Overview

Follow these best practices to build secure, reliable, and maintainable AI agent systems with AgentWarden.

Architecture Patterns

1. Single Responsibility Agents

Create separate agents for different purposes rather than one “super agent”.
# Customer support agent
support_agent = Agent(
    name="customer-support-bot",
    permissions=["stripe.refund", "email.send", "ticket.update"]
)

# Data processing agent
data_agent = Agent(
    name="data-processing-bot",
    permissions=["database.read", "s3.upload", "api.fetch"]
)

# DevOps agent
devops_agent = Agent(
    name="devops-bot",
    permissions=["deploy.staging", "deploy.production"]
)
Benefits:
  • Better security isolation
  • Clearer audit trails
  • Easier to debug
  • Simpler permission management

2. Check-Execute-Log Pattern

Always follow this pattern for agent actions:
def execute_agent_action(agent_id: str, action: str, context: dict, 
                        execute_fn: callable) -> dict:
    """
    Standard pattern for all agent actions
    
    1. Check permission
    2. Execute if allowed
    3. Log the outcome
    """
    # 1. CHECK
    result = guard.check(agent_id, action, context)
    
    if not result.allowed:
        # Log denial
        guard.log(agent_id, action, "denied", context)
        
        if result.requires_approval:
            return {"status": "pending_approval", "approval_id": result.approval_id}
        else:
            return {"status": "denied", "reason": result.reason}
    
    # 2. EXECUTE
    try:
        outcome = execute_fn()
        
        # 3. LOG SUCCESS
        guard.log(agent_id, action, "success", {**context, "result": outcome})
        return {"status": "success", "result": outcome}
        
    except Exception as e:
        # 3. LOG FAILURE
        guard.log(agent_id, action, "failed", {**context, "error": str(e)})
        return {"status": "failed", "error": str(e)}
Never skip any step:
  • ❌ Don’t execute without checking
  • ❌ Don’t check but forget to log
  • ❌ Don’t log only successes

3. Tiered Permissions

Use tiered permissions for different risk levels:
# Setup in AgentWarden dashboard:
# 
# Action: stripe.refund.small
# Max Amount: $50
# Requires Approval: No
#
# Action: stripe.refund.medium  
# Max Amount: $200
# Requires Approval: No
#
# Action: stripe.refund.large
# Max Amount: $1000
# Requires Approval: Yes

def process_refund(amount: float):
    """Automatically route to appropriate permission tier"""
    if amount <= 50:
        action = "stripe.refund.small"
    elif amount <= 200:
        action = "stripe.refund.medium"
    else:
        action = "stripe.refund.large"
    
    result = guard.check(AGENT_ID, action, {"amount": amount})
    
    # Handle based on result...
Benefits:
  • Automatic escalation for high-risk actions
  • Reduce approval bottlenecks for low-risk actions
  • Clear risk boundaries

Permission Management

4. Use Descriptive Action Names

Action names should clearly indicate what they do:
"stripe.refund"
"stripe.subscription.cancel"
"database.users.delete"
"email.marketing.send"
"deploy.production"
"api.external.call"
Naming convention:
service.resource.operation
Examples:
  • stripe.refund - Stripe service, refund operation
  • database.users.delete - Database service, users resource, delete operation
  • api.sendgrid.email.send - API integration, SendGrid, email resource, send operation

5. Environment-Specific Permissions

Use different permissions for different environments:
import os

env = os.getenv("ENVIRONMENT", "production")

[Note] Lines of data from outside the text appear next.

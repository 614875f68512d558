//! Aggregated benchmark output.

use std::time::Duration;

use crate::mst::MstStrategy;

/// Timings collected for one target vertex count.
#[derive(Clone, Debug, PartialEq, Eq)]
pub struct SizeResult {
    vertex_count: usize,
    trials: Vec<Duration>,
}

impl SizeResult {
    pub(super) fn new(vertex_count: usize, trials: Vec<Duration>) -> Self {
        Self {
            vertex_count,
            trials,
        }
    }

    /// Target vertex count of this step.
    #[must_use]
    #[rustfmt::skip]
    pub fn vertex_count(&self) -> usize { self.vertex_count }

    /// Per-trial MST timings in trial order.
    #[must_use]
    #[rustfmt::skip]
    pub fn trials(&self) -> &[Duration] { &self.trials }

    /// Sum of all trial timings.
    #[must_use]
    pub fn total(&self) -> Duration {
        self.trials.iter().sum()
    }

    /// Arithmetic mean of the trial timings, truncated to whole nanoseconds.
    #[must_use]
    pub fn mean(&self) -> Duration {
        u32::try_from(self.trials.len())
            .ok()
            .and_then(|count| self.total().checked_div(count))
            .unwrap_or_default()
    }

    /// Arithmetic mean of the trial timings in milliseconds.
    #[must_use]
    #[expect(
        clippy::cast_precision_loss,
        clippy::float_arithmetic,
        reason = "millisecond means are reported as floating-point values"
    )]
    pub fn mean_millis(&self) -> f64 {
        if self.trials.is_empty() {
            return 0.0;
        }
        self.total().as_secs_f64() * 1_000.0 / self.trials.len() as f64
    }
}

/// Ordered per-size results of a [`crate::Benchmark`] run.
///
/// # Examples
/// ```
/// use mstbench_core::BenchmarkBuilder;
///
/// let benchmark = BenchmarkBuilder::new()
///     .with_vertex_step(4)
///     .with_max_vertices(8)
///     .with_trials_per_step(2)
///     .build()?;
/// let report = benchmark.run()?;
/// let sizes: Vec<usize> = report.pairs().map(|(size, _)| size).collect();
/// assert_eq!(sizes, vec![4, 8]);
/// # Ok::<(), mstbench_core::BenchmarkError>(())
/// ```
#[derive(Clone, Debug, PartialEq)]
pub struct BenchmarkReport {
    strategy: MstStrategy,
    seed: u64,
    steps: Vec<SizeResult>,
}

impl BenchmarkReport {
    pub(super) fn new(strategy: MstStrategy, seed: u64, steps: Vec<SizeResult>) -> Self {
        Self {
            strategy,
            seed,
            steps,
        }
    }

    /// Strategy that was timed.
    #[must_use]
    #[rustfmt::skip]
    pub fn strategy(&self) -> MstStrategy { self.strategy }

    /// Base seed the trials were derived from.
    #[must_use]
    #[rustfmt::skip]
    pub fn seed(&self) -> u64 { self.seed }

    /// Per-size results in ascending size order.
    #[must_use]
    #[rustfmt::skip]
    pub fn steps(&self) -> &[SizeResult] { &self.steps }

    /// `(vertex count, mean milliseconds)` pairs in ascending size order.
    pub fn pairs(&self) -> impl Iterator<Item = (usize, f64)> + '_ {
        self.steps
            .iter()
            .map(|step| (step.vertex_count(), step.mean_millis()))
    }
}
//! mstbench core library.
//!
//! Generates connected random graphs of an exact size, computes minimum
//! spanning trees with a forced critical link using Kruskal's or Prim's
//! algorithm, and times both across a schedule of graph sizes.
#![cfg_attr(docsrs, feature(doc_cfg))]

mod articulation;
mod benchmark;
mod error;
mod generator;
mod graph;
mod mst;

#[cfg(test)]
pub(crate) mod test_utils;

pub use crate::{
    articulation::{ArticulationPoints, find_articulation_points},
    benchmark::{
        Benchmark, BenchmarkBuilder, BenchmarkReport, DEFAULT_MAX_VERTICES, DEFAULT_SEED,
        DEFAULT_TRIALS_PER_STEP, DEFAULT_VERTEX_STEP, SizeResult,
    },
    error::{
        BenchmarkError, BenchmarkErrorCode, GenerateError, GenerateErrorCode, GraphError,
        GraphErrorCode, MstError, MstErrorCode,
    },
    generator::{DEFAULT_OVERSIZE_FACTOR, GeneratorConfig, GraphGenerator, LatticeKind},
    graph::{DenseAdjacency, Edge, EdgeId, Graph, VertexId},
    mst::{
        CRITICAL_LINK_WEIGHT, CriticalLink, DisjointSet, MAX_EDGE_WEIGHT, MIN_EDGE_WEIGHT,
        MstEdge, MstEngine, MstResult, MstStrategy, UnknownStrategy, assign_random_weights,
    },
};
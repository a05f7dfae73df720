use tracing::debug;

use crate::chart::Chart;
use crate::core::data_sum;
use crate::render::{DEFAULT_OPACITY, DrawSurface, Font};

/// The grid always holds exactly this many cells.
pub const GRID_CELLS: usize = 100;
const FALLBACK_LEFT: f64 = 30.0;

impl Chart {
    /// Whole-percent cell counts per record: `floor(value / sum * 100)`.
    ///
    /// Rounding down can leave the total under 100; the remainder is not
    /// redistributed.
    #[must_use]
    pub fn grid_shares(&self) -> Vec<f64> {
        let sum = data_sum(&self.records);
        self.records
            .iter()
            .map(|record| ((record.value / sum) * 100.0).floor())
            .collect()
    }

    /// Proportional grid: a `rows x cols` grid of dots (the product must be
    /// exactly 100, otherwise nothing is drawn) where each record fills as
    /// many cells, row-major, as its whole-percent share. Cell colors come
    /// from the record note; unfilled cells get the backend default color.
    /// A legend follows below the grid.
    pub fn pgrid<S: DrawSurface + ?Sized>(
        &self,
        surface: &mut S,
        spacing: f64,
        rows: usize,
        cols: usize,
        show_values: bool,
    ) {
        if rows.checked_mul(cols) != Some(GRID_CELLS) {
            debug!(rows, cols, "proportional grid needs rows * cols == 100; skipping");
            return;
        }
        self.warn_if_zero_sum("pgrid");

        let text_size = self.text_size;
        let left = if self.left < 0.0 { FALLBACK_LEFT } else { self.left };
        let shares = self.grid_shares();

        let mut cells: Vec<&str> = Vec::with_capacity(GRID_CELLS);
        for (record, share) in self.records.iter().zip(&shares) {
            let count = if share.is_finite() { *share as usize } else { 0 };
            let room = GRID_CELLS - cells.len();
            cells.extend(std::iter::repeat_n(record.note.as_str(), count.min(room)));
        }
        cells.resize(GRID_CELLS, "");

        let mut y = self.top;
        for row in cells.chunks(cols) {
            let mut x = left;
            for color in row {
                surface.circle(x, y, text_size, color, DEFAULT_OPACITY);
                x += spacing;
            }
            y -= spacing;
        }

        let value_x = left + (cols as f64 - 1.0) * spacing + spacing / 2.0;
        for (record, share) in self.records.iter().zip(&shares) {
            y -= spacing * 1.2;
            surface.circle(left, y, text_size, &record.note, DEFAULT_OPACITY);
            let legend = format!("{} ({}%)", record.label, self.format_value(*share));
            surface.text(
                left + text_size,
                y - text_size / 2.0,
                &legend,
                Font::Sans,
                text_size,
                "",
                DEFAULT_OPACITY,
            );
            if show_values {
                surface.text_end(
                    value_x,
                    y - text_size / 2.0,
                    &self.format_value(record.value),
                    Font::Sans,
                    text_size,
                    &self.value_color,
                    DEFAULT_OPACITY,
                );
            }
        }
    }
}
use tracing::warn;

use crate::chart::Chart;
use crate::core::map_range;
use crate::error::{ChartError, ChartResult};
use crate::render::{DEFAULT_OPACITY, DrawSurface, Font};

/// Horizontal gap between slope panels, as a fraction of the box width.
const PANEL_SKIP_RATIO: f64 = 0.60;
/// Vertical gap between panel rows, as a fraction of the box height.
const ROW_SKIP_RATIO: f64 = 0.40;
const CANVAS_RIGHT: f64 = 100.0;
const AXIS_COLOR: &str = "black";

impl Chart {
    /// Slope chart over consecutive record pairs `(2k, 2k + 1)`.
    ///
    /// Each pair gets a panel the size of the box: two vertical axes at
    /// `left`/`right` joined by a segment between the mapped values. Panels
    /// advance right by `1.6 * width` and wrap to a new row `1.4 * height`
    /// lower once they pass the canvas edge. A trailing unpaired record is
    /// ignored. The first record of a pair with a non-empty label carries
    /// the panel heading in its note.
    ///
    /// Fewer than two records is an error and draws nothing.
    pub fn slope<S: DrawSurface + ?Sized>(
        &self,
        surface: &mut S,
        line_width: f64,
    ) -> ChartResult<()> {
        if self.records.len() < 2 {
            warn!(records = self.records.len(), "slope charts need at least two records");
            return Err(ChartError::InsufficientData {
                chart: "slope",
                required: 2,
                actual: self.records.len(),
            });
        }
        self.warn_if_degenerate("slope");

        let text_size = self.text_size;
        let axis_width = line_width / 2.0;
        let value_size = text_size * 0.75;
        let heading_size = text_size * 1.5;
        let (width, height) = (self.width(), self.height());
        let panel_skip = width * PANEL_SKIP_RATIO;
        let row_skip = height * (1.0 + ROW_SKIP_RATIO);
        let y_min = self.effective_min();

        let (mut top, mut bottom) = (self.top, self.bottom);
        let (mut x1, mut x2) = (self.left, self.right);
        for pair in self.records.chunks_exact(2) {
            let (first, second) = (&pair[0], &pair[1]);
            if !first.label.is_empty() {
                surface.text_mid(
                    x1 + width / 2.0,
                    top + text_size / 2.0,
                    &first.note,
                    Font::Sans,
                    heading_size,
                    &self.label_color,
                    DEFAULT_OPACITY,
                );
            }

            let y1 = map_range(first.value, y_min, self.max_value, bottom, top);
            let y2 = map_range(second.value, y_min, self.max_value, bottom, top);
            surface.line(x1, bottom, x1, top, axis_width, AXIS_COLOR, DEFAULT_OPACITY);
            surface.line(x2, bottom, x2, top, axis_width, AXIS_COLOR, DEFAULT_OPACITY);
            surface.circle(x1, y1, text_size, &self.data_color, DEFAULT_OPACITY);
            surface.circle(x2, y2, text_size, &self.data_color, DEFAULT_OPACITY);
            surface.line(x1, y1, x2, y2, line_width, &self.data_color, DEFAULT_OPACITY);
            for (x, label) in [(x1, &first.label), (x2, &second.label)] {
                surface.text_mid(
                    x,
                    bottom - 2.0,
                    label,
                    Font::Sans,
                    text_size,
                    &self.label_color,
                    DEFAULT_OPACITY,
                );
            }

            if self.zero_based {
                surface.text_end(
                    x1 - 1.0,
                    top,
                    &self.format_value(self.max_value),
                    Font::Sans,
                    value_size,
                    &self.label_color,
                    DEFAULT_OPACITY,
                );
            }
            surface.text_end(
                x1 - 1.0,
                y1,
                &self.format_value(first.value),
                Font::Sans,
                value_size,
                &self.label_color,
                DEFAULT_OPACITY,
            );
            surface.text(
                x2 + 1.0,
                y2,
                &self.format_value(second.value),
                Font::Sans,
                value_size,
                &self.label_color,
                DEFAULT_OPACITY,
            );

            x1 += width + panel_skip;
            x2 += width + panel_skip;
            if x2 > CANVAS_RIGHT {
                x1 = self.left;
                x2 = self.right;
                top -= row_skip;
                bottom -= row_skip;
            }
        }
        Ok(())
    }
}
//! Opt-in log output for the chart engine.
//!
//! Renderers only emit `tracing` events (degenerate data, skipped axes,
//! unreadable rows). Nothing is printed until a subscriber exists: call
//! `init_default_tracing` or install one in the host application.

/// Filter used when `RUST_LOG` is unset or unparsable.
#[cfg(feature = "telemetry")]
const DEFAULT_FILTER: &str = "warn";

/// Sends engine diagnostics to stderr, filtered by `RUST_LOG`.
///
/// Without the `telemetry` feature this does nothing and returns `false`.
/// It also returns `false` when the process already has a global
/// subscriber, which is left in place.
#[must_use]
pub fn init_default_tracing() -> bool {
    #[cfg(feature = "telemetry")]
    {
        use tracing_subscriber::EnvFilter;

        let filter =
            EnvFilter::try_from_default_env().unwrap_or_else(|_| EnvFilter::new(DEFAULT_FILTER));
        tracing_subscriber::fmt()
            .with_env_filter(filter)
            .with_writer(std::io::stderr)
            .with_target(false)
            .compact()
            .try_init()
            .is_ok()
    }

    #[cfg(not(feature = "telemetry"))]
    {
        false
    }
}
use crate::error::{ChartError, ChartResult};
use crate::render::{DEFAULT_OPACITY, DrawSurface};

fn ensure_step(step: f64) -> ChartResult<()> {
    if !step.is_finite() || step <= 0.0 {
        return Err(ChartError::InvalidData(
            "dotted line step must be finite and > 0".to_owned(),
        ));
    }
    Ok(())
}

/// Vertical line of dots at `x` between `y1` and `y2`, walking upward from
/// the lower end every `step` units.
pub fn dotted_vline<S: DrawSurface + ?Sized>(
    surface: &mut S,
    x: f64,
    y1: f64,
    y2: f64,
    dot_size: f64,
    step: f64,
    color: &str,
) -> ChartResult<()> {
    ensure_step(step)?;
    let (low, high) = if y1 < y2 { (y1, y2) } else { (y2, y1) };
    if !low.is_finite() || !high.is_finite() {
        return Ok(());
    }
    let mut y = low;
    while y <= high {
        surface.circle(x, y, dot_size, color, DEFAULT_OPACITY);
        y += step;
    }
    Ok(())
}

/// Horizontal line of dots at `y` from `x1` toward `x2` (exclusive), every
/// `step` units.
pub fn dotted_hline<S: DrawSurface + ?Sized>(
    surface: &mut S,
    x1: f64,
    y: f64,
    x2: f64,
    dot_size: f64,
    step: f64,
    color: &str,
) -> ChartResult<()> {
    ensure_step(step)?;
    if !x1.is_finite() || !x2.is_finite() {
        return Ok(());
    }
    let mut x = x1;
    while x < x2 {
        surface.circle(x, y, dot_size, color, DEFAULT_OPACITY);
        x += step;
    }
    Ok(())
}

# Staging: no approvals needed
if env == "staging":
    action = "deploy.staging"
    
# Production: requires approval
elif env == "production":
    action = "deploy.production"

result = guard.check(AGENT_ID, action, {"version": "v2.1.0"})
Dashboard setup:
Action: deploy.staging
Requires Approval: No

Action: deploy.production
Requires Approval: Yes

6. Regularly Review Permissions

Set up a quarterly permission audit:
# Script to audit permissions
def audit_permissions():
    """Review all agent permissions and flag unused ones"""
    agents = get_all_agents()
    
    for agent in agents:
        permissions = get_agent_permissions(agent.id)
        
        # Check last usage
        for perm in permissions:
            last_used = get_last_log_for_action(agent.id, perm.action)
            
            if not last_used:
                print(f"⚠️ {agent.name}: '{perm.action}' never used")
            elif last_used > 90_days_ago:
                print(f"⚠️ {agent.name}: '{perm.action}' not used in 90 days")

# Run quarterly
audit_permissions()

Context and Logging

7. Provide Rich Context

Always include comprehensive context for permission checks and logs:
result = guard.check(
    agent_id=AGENT_ID,
    action="stripe.refund",
    context={
        "amount": 50.00,
        "customer_id": "cus_ABC123",
        "customer_email": "john@example.com",
        "order_id": "ord_XYZ789",
        "order_date": "2024-02-15",
        "reason": "defective_product",
        "ticket_id": "SUPPORT-12345",
        "agent_version": "v2.1.0"
    }
)
Why it matters:
  • Approvers can make informed decisions
  • Better debugging when issues occur
  • Compliance and audit requirements
  • Analytics and reporting

8. Structured Error Context

When logging failures, include structured error information:
try:
    process_refund(amount)
    
except StripeError as e:
    guard.log(
        agent_id=AGENT_ID,
        action="stripe.refund",
        status="failed",
        context={
            "amount": amount,
            "error_type": type(e).__name__,
            "error_code": getattr(e, 'code', None),
            "error_message": str(e),
            "stripe_request_id": getattr(e, 'request_id', None),
            "retry_count": retry_count,
            "timestamp": datetime.utcnow().isoformat()
        }
    )
    
except Exception as e:
    guard.log(
        agent_id=AGENT_ID,
        action="stripe.refund",
        status="failed",
        context={
            "amount": amount,
            "error_type": type(e).__name__,
            "error_message": str(e),
            "traceback": traceback.format_exc()
        }
    )

9. Log Denials Too

Even if permission was denied, log it:
result = guard.check(agent_id, action, context)

if not result.allowed:
    # Always log denials
    guard.log(
        agent_id=agent_id,
        action=action,
        status="denied",
        context={
            **context,
            "denial_reason": result.reason,
            "requires_approval": result.requires_approval
        }
    )
    
    # Handle the denial
    notify_user(result.reason)
Why log denials:
  • Track attempted unauthorized actions
  • Identify misconfigured permissions
  • Security monitoring
  • Detect potential abuse

Security

10. Never Expose API Keys

Keep API keys secure:
import os
from agentwarden import AgentWarden

# Read from environment
guard = AgentWarden(api_key=os.getenv('AGENTWARDEN_API_KEY'))
Best practices:
  • Store in environment variables
  • Use secrets managers (AWS Secrets Manager, HashiCorp Vault)
  • Never commit to version control
  • Rotate keys regularly (every 90 days)
  • Use different keys per environment

11. Fail-Safe Defaults

When in doubt, deny:
def safe_check(agent_id: str, action: str, context: dict) -> bool:
    """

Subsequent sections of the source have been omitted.